I currently have the CO2 Art Elite regulator, set for a standard 30psi working pressure. It's works absolutely fine other than I find the adjustment range for the needle valve is absolutely tiny. For example the difference between, say 1 bps, and a completely unmeasurable stream of bubbles is a tiny fraction of a turn on the valve. Literally just touching the the valve dial can significantly change the bubble rate.

Can anyone recommend a higher grade needle valve that has a much higher accuracy and adjustment range. Literally something with enough range that a complete rotation of the valve dial results in no more than a doubling of the bubble rate or similar?


----------



## Zeus. (2 Nov 2020)

I managed to damage my needle valves, however I just got some from RS components for peanuts, depends on which needle valves your after and on the size/threads of the fittings. Have you got a pic of your present needle valves?


----------



## Wookii (2 Nov 2020)

Zeus. said:


> I managed to damage my needle valves, however I just got some from RS components for peanuts, depends on which needle valves your after and on the size/threads of the fittings. Have you got a pic of your present needle valves?

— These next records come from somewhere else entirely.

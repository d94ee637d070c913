//! CLI command implementations.

pub mod bindings;
pub mod check;
pub mod help;
pub mod list;
pub mod resolve;

use anyhow::Result;
use gitview_keys::ViewId;

/// Parse a user-supplied view name.
pub(crate) fn parse_view(name: &str) -> Result<ViewId> {
    Ok(name.parse::<ViewId>()?)
}
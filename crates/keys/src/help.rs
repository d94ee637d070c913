//! Help tables built from the live binding state.
//!
//! Responsibilities:
//! - Group bindable actions into help sections by category.
//! - Collect the keys currently bound to each action across its views.
//! - Render the sections as aligned plain text.
//!
//! Non-responsibilities:
//! - Styling or terminal drawing (the help view owns that).
//!
//! Invariants:
//! - Output is deterministic: sections in fixed order, rows sorted by action key.
//! - A key sequence appears at most once per row.

use std::collections::HashSet;

use serde::Serialize;

use crate::catalog::{ActionCategory, ActionType};
use crate::manager::KeyBindingManager;
use crate::registry::BoundKeySequence;
use crate::view::ViewId;

const SECTIONS: &[(&str, ActionCategory)] = &[
    ("Movement", ActionCategory::Movement),
    ("Search", ActionCategory::Search),
    ("View Navigation", ActionCategory::ViewNavigation),
    ("General", ActionCategory::General),
];

const HEADERS: [&str; 3] = ["Key Bindings", "Action", "Description"];
const NO_KEYS: &str = "None";
const USER_DEFINED_MARKER: char = '*';

#[derive(Debug, Clone, PartialEq, Eq, Serialize)]
pub struct HelpSection {
    pub title: &'static str,
    pub rows: Vec<HelpRow>,
}

#[derive(Debug, Clone, PartialEq, Eq, Serialize)]
pub struct HelpRow {
    pub keys: Vec<BoundKeySequence>,
    pub action_key: &'static str,
    pub description: &'static str,
}

impl HelpRow {
    /// The key column as displayed: comma separated, whitespace sequences
    /// quoted, user-defined keys marked with `*`.
    pub fn keys_text(&self) -> String {
        if self.keys.is_empty() {
            return NO_KEYS.to_string();
        }

        let mut out = String::new();
        for (i, bound) in self.keys.iter().enumerate() {
            if i > 0 {
                out.push_str(", ");
            }
            if bound.keys().contains_whitespace() {
                out.push_str(&format!("\"{}\"", bound.keys()));
            } else {
                out.push_str(&bound.keys().to_string());
            }
            if bound.is_user_defined() {
                out.push(USER_DEFINED_MARKER);
            }
        }
        out
    }
}

/// Builds the Movement, Search, View Navigation and General tables.
pub fn help_sections(manager: &KeyBindingManager) -> Vec<HelpSection> {
    SECTIONS
        .iter()
        .map(|&(title, category)| HelpSection {
            title,
            rows: rows_for(manager, category),
        })
        .collect()
}

fn rows_for(manager: &KeyBindingManager, category: ActionCategory) -> Vec<HelpRow> {
    let mut rows: Vec<HelpRow> = ActionType::ALL
        .iter()
        .filter_map(|&action| {
            let descriptor = action.descriptor();
            let action_key = descriptor.action_key?;
            (descriptor.category == category).then(|| HelpRow {
                keys: bound_keys(manager, action),
                action_key,
                description: descriptor.description,
            })
        })
        .collect();

    rows.sort_by(|a, b| a.action_key.cmp(b.action_key));
    rows
}

/// Keys bound to `action` in the views its defaults live in (the catch-all
/// view when it has none), deduplicated by rendered text.
fn bound_keys(manager: &KeyBindingManager, action: ActionType) -> Vec<BoundKeySequence> {
    let descriptor = action.descriptor();
    let views: Vec<ViewId> = if descriptor.key_bindings.is_empty() {
        vec![ViewId::All]
    } else {
        descriptor.key_bindings.iter().map(|(view, _)| *view).collect()
    };

    let mut seen = HashSet::new();
    views
        .into_iter()
        .flat_map(|view| manager.key_sequences(action, view))
        .filter(|bound| seen.insert(bound.keys().to_string()))
        .cloned()
        .collect()
}

/// Renders `sections` as plain-text tables with aligned columns.
pub fn render_help_text(sections: &[HelpSection]) -> String {
    let mut out = String::new();

    for section in sections {
        let cells: Vec<[String; 3]> = section
            .rows
            .iter()
            .map(|row| {
                [
                    row.keys_text(),
                    row.action_key.to_string(),
                    row.description.to_string(),
                ]
            })
            .collect();

        let mut widths = HEADERS.map(str::len);
        for row in &cells {
            for (width, cell) in widths.iter_mut().zip(row) {
                *width = (*width).max(cell.chars().count());
            }
        }

        out.push_str(section.title);
        out.push_str("\n\n");
        push_row(&mut out, &HEADERS.map(str::to_string), &widths);
        push_row(&mut out, &widths.map(|w| "-".repeat(w)), &widths);
        for row in &cells {
            push_row(&mut out, row, &widths);
        }
        out.push('\n');
    }

    out.push_str(&format!("{USER_DEFINED_MARKER} user-defined binding\n"));
    out
}

fn push_row(out: &mut String, row: &[String; 3], widths: &[usize; 3]) {
    out.push_str(&format!(
        "{:<w0$}  {:<w1$}  {}\n",
        row[0],
        row[1],
        row[2],
        w0 = widths[0],
        w1 = widths[1],
    ));
}

#[cfg(test)]
mod tests {
    use super::*;
    use crate::binding::BindingOrigin;
    use crate::sequence::KeySequence;

    fn section<'a>(sections: &'a [HelpSection], title: &str) -> &'a HelpSection {
        sections
            .iter()
            .find(|s| s.title == title)
            .unwrap_or_else(|| panic!("missing section {title}"))
    }

    fn row<'a>(section: &'a HelpSection, action_key: &str) -> &'a HelpRow {
        section
            .rows
            .iter()
            .find(|r| r.action_key == action_key)
            .unwrap_or_else(|| panic!("missing row {action_key}"))
    }

    #[test]
    fn test_sections_in_fixed_order() {
        let sections = help_sections(&KeyBindingManager::with_defaults());
        let titles: Vec<_> = sections.iter().map(|s| s.title).collect();
        assert_eq!(titles, vec!["Movement", "Search", "View Navigation", "General"]);
    }

    #[test]
    fn test_rows_sorted_by_action_key() {
        let sections = help_sections(&KeyBindingManager::with_defaults());
        for section in &sections {
            let keys: Vec<_> = section.rows.iter().map(|r| r.action_key).collect();
            let mut sorted = keys.clone();
            sorted.sort();
            assert_eq!(keys, sorted, "{}", section.title);
        }
    }

    #[test]
    fn test_internal_and_view_specific_actions_are_omitted() {
        let sections = help_sections(&KeyBindingManager::with_defaults());
        let all_keys: Vec<_> = sections
            .iter()
            .flat_map(|s| s.rows.iter().map(|r| r.action_key))
            .collect();
        assert!(!all_keys.contains(&"<gv-checkout-ref>"));
        assert!(all_keys.contains(&"<gv-next-line>"));
    }

    #[test]
    fn test_keys_aggregate_across_declared_views() {
        let manager = KeyBindingManager::with_defaults();
        let sections = help_sections(&manager);
        let branch = row(section(&sections, "General"), "<gv-branch-name-prompt>");
        // Bound to `b` in both Ref and Commit; listed once
        assert_eq!(branch.keys_text(), "b");
    }

    #[test]
    fn test_unbound_action_shows_none() {
        let sections = help_sections(&KeyBindingManager::with_defaults());
        let exit = row(section(&sections, "General"), "<gv-exit>");
        assert!(exit.keys.is_empty());
        assert_eq!(exit.keys_text(), "None");
    }

    #[test]
    fn test_user_bindings_are_marked_and_whitespace_quoted() {
        let mut manager = KeyBindingManager::with_defaults();
        manager
            .set_remap_binding(
                ViewId::All,
                &KeySequence::parse(" j"),
                &KeySequence::parse("<gv-next-line>"),
                BindingOrigin::User,
            )
            .unwrap();

        let sections = help_sections(&manager);
        let next_line = row(section(&sections, "Movement"), "<gv-next-line>");
        assert_eq!(next_line.keys_text(), "<Down>, j, \" j\"*");
    }

    #[test]
    fn test_render_aligns_columns() {
        let text = render_help_text(&help_sections(&KeyBindingManager::with_defaults()));
        assert!(text.starts_with("Movement\n\nKey Bindings"));
        assert!(text.contains("View Navigation\n"));
        assert!(text.contains("<gv-next-line>"));
        assert!(text.trim_end().ends_with("* user-defined binding"));

        let movement: Vec<&str> = text
            .lines()
            .skip(2)
            .take_while(|line| !line.is_empty())
            .collect();
        let action_column = movement[0].find("Action").unwrap();
        for line in &movement[2..] {
            assert_eq!(line.find("<gv-"), Some(action_column), "{line}");
        }
    }
}
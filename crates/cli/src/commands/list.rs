//! List command implementation.

use anyhow::Result;
use gitview_keys::{Binding, KeyBindingManager, KeySequence};
use serde::Serialize;

use crate::commands::parse_view;
use crate::error::ExitCode;
use crate::output::{OutputFormat, print_json};

#[derive(Debug, Serialize)]
struct ListEntry<'a> {
    keys: KeySequence,
    binding: &'a Binding,
}

pub fn run(manager: &KeyBindingManager, view: &str, format: OutputFormat) -> Result<ExitCode> {
    let view = parse_view(view)?;
    let entries: Vec<ListEntry<'_>> = manager
        .bindings(view)
        .into_iter()
        .map(|(keys, binding)| ListEntry { keys, binding })
        .collect();

    match format {
        OutputFormat::Json => print_json(&entries)?,
        OutputFormat::Text => {
            if entries.is_empty() {
                println!("No bindings in view '{}'.", view.name());
            }
            for entry in &entries {
                println!("{:<16} {}", entry.keys.to_string(), describe(entry.binding));
            }
        }
    }

    Ok(ExitCode::Success)
}

fn describe(binding: &Binding) -> String {
    match binding {
        Binding::Action(action) => action.to_string(),
        Binding::Remap(target) => format!("-> {target}"),
    }
}
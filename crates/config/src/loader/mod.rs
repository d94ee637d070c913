//! Keybinding file loader.
//!
//! Responsibilities:
//! - Decide which keybinding file to read (explicit path, environment, platform default).
//! - Read and parse the file, checking its format version.
//!
//! Does NOT handle:
//! - Applying entries to a binding manager (see `gitview-keys`).
//! - Writing configuration back to disk.
//!
//! Invariants / Assumptions:
//! - Builder methods take precedence over environment variables.
//! - A missing file at the platform default location means "no overrides".
//! - A missing file at an explicitly requested location is an error.

mod builder;
mod env;
mod error;
mod path;

pub use builder::{ConfigLoader, load_from_path};
pub use env::KEYBINDINGS_PATH_ENV;
pub use error::ConfigError;
pub use path::default_keybindings_path;
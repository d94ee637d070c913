//! Applying user keybinding configuration to a binding manager.
//!
//! Responsibilities:
//! - Convert `gitview_config` entries into bind, remap and unbind calls.
//! - Record every user binding with [`BindingOrigin::User`].
//!
//! Does NOT handle:
//! - Reading the configuration file (see `gitview_config::ConfigLoader`).
//!
//! Invariants:
//! - An invalid entry is skipped with a warning; the remaining entries still apply.
//! - Entries apply in file order, so later entries override earlier ones.

use gitview_config::{KeybindingEntry, KeybindingsFile, validate_entry};
use serde::Serialize;

use crate::binding::BindingOrigin;
use crate::catalog::action_for_key;
use crate::error::KeymapError;
use crate::manager::KeyBindingManager;
use crate::sequence::KeySequence;
use crate::view::ViewId;

/// Why one configuration entry was not applied.
#[derive(Debug, Clone, PartialEq, Eq, Serialize)]
pub struct SkippedEntry {
    pub index: usize,
    pub reason: String,
}

/// Summary of an [`apply_overrides`] run.
#[derive(Debug, Clone, Default, PartialEq, Eq, Serialize)]
pub struct OverrideReport {
    pub applied: usize,
    pub skipped: Vec<SkippedEntry>,
}

impl OverrideReport {
    pub fn is_clean(&self) -> bool {
        self.skipped.is_empty()
    }
}

/// Applies every entry of `file` to `manager` as a user binding.
pub fn apply_overrides(manager: &mut KeyBindingManager, file: &KeybindingsFile) -> OverrideReport {
    let mut report = OverrideReport::default();

    for (index, entry) in file.bindings.iter().enumerate() {
        match apply_entry(manager, entry) {
            Ok(()) => report.applied += 1,
            Err(reason) => {
                tracing::warn!(
                    index,
                    kind = entry.kind(),
                    keys = entry.keys(),
                    %reason,
                    "skipping keybinding entry"
                );
                report.skipped.push(SkippedEntry { index, reason });
            }
        }
    }

    tracing::info!(
        applied = report.applied,
        skipped = report.skipped.len(),
        "applied keybinding overrides"
    );
    report
}

fn apply_entry(manager: &mut KeyBindingManager, entry: &KeybindingEntry) -> Result<(), String> {
    validate_entry(entry).map_err(|e| e.to_string())?;
    let view: ViewId = entry.view().parse().map_err(|e: KeymapError| e.to_string())?;
    let keys = KeySequence::parse(entry.keys());

    match entry {
        KeybindingEntry::Bind { action, .. } => {
            let action = action_for_key(action)
                .ok_or_else(|| KeymapError::UnknownAction(action.clone()).to_string())?;
            manager
                .set_action_binding(view, &keys, action, BindingOrigin::User)
                .map_err(|e| e.to_string())
        }
        KeybindingEntry::Map { target, .. } => manager
            .set_remap_binding(view, &keys, &KeySequence::parse(target), BindingOrigin::User)
            .map_err(|e| e.to_string()),
        KeybindingEntry::Unmap { .. } => {
            if !manager.remove_binding(view, &keys) {
                tracing::debug!(%view, %keys, "unmap of unbound key sequence");
            }
            Ok(())
        }
    }
}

Hi mate, its the stock one on the CO2 Art Elite Reg:






You got a link to the RS ones you've bought?

I've seen this one at CO2 Super market which claims to be precision: https://www.co2supermarket.co.uk/precision-camozzi-flow-controller-customiser-p331.html


----------



## Zeus. (2 Nov 2020)

Sorry not the same


----------



## Wookii (2 Nov 2020)

Zeus. said:


> Sorry not the same
> View attachment 155966



Have you installed/used those valves yet? If so, how accurate it the flow control (e.g. how many turns to double the bubble rate)?


----------



## DaveWatkin (2 Nov 2020)

I have the same problem controling flow from my regulator so I have this:
Amazon product
On order just now so will update you when it comes if it is any good.

Worst case I can set this and then leave it set and just turn the regulator off and on as needed.


----------



## Wookii (2 Nov 2020)

DaveWatkin said:


> I have the same problem controling flow from my regulator so I have this:
> Amazon product
> On order just now so will update you when it comes if it is any good.
> 
> Worst case I can set this and then leave it set and just turn the regulator off and on as needed.




I've tried that style of needle valve Dave, they are the same as the CO2 Art ones in terms of very coarse adjustment range.


----------



## DaveWatkin (2 Nov 2020)

Oh well, it will be a set and TFA job then haha


----------



## Wookii (2 Nov 2020)

Waiting to get a quote on one of these: https://www.chell.co.uk/flow/needle-valves/cmv-ultra-fine-needle-valves/cmv-ultra-fine-needle-valve





Though I'm not holding my breath as its described as being "developed specifically for mass spectrometry", and in my experience anything geared towards scientific use is a licence to quadruple the price.


----------



## Mr.Shenanagins (2 Nov 2020)

The problem with the mass produced regulators for the hobby is the cheap parts used. In this case, the needle valve. A lot of the needle valves we have are not designed for low flow, hence the minor adjustment leading to a million bubbles per second! Or worse, “floating,” Which means the valve self adjusts over time altering your setting. There are excellent “low flow” valves out there but they come at a price.


----------



## Wookii (2 Nov 2020)

Mr.Shenanagins said:


> The problem with the mass produced regulators for the hobby is the cheap parts used. In this case, the needle valve. A lot of the needle valves we have are not designed for low flow, hence the minor adjustment leading to a million bubbles per second! Or worse, “floating,” Which means the valve self adjusts over time altering your setting. There are excellent “low flow” valves out there but they come at a price.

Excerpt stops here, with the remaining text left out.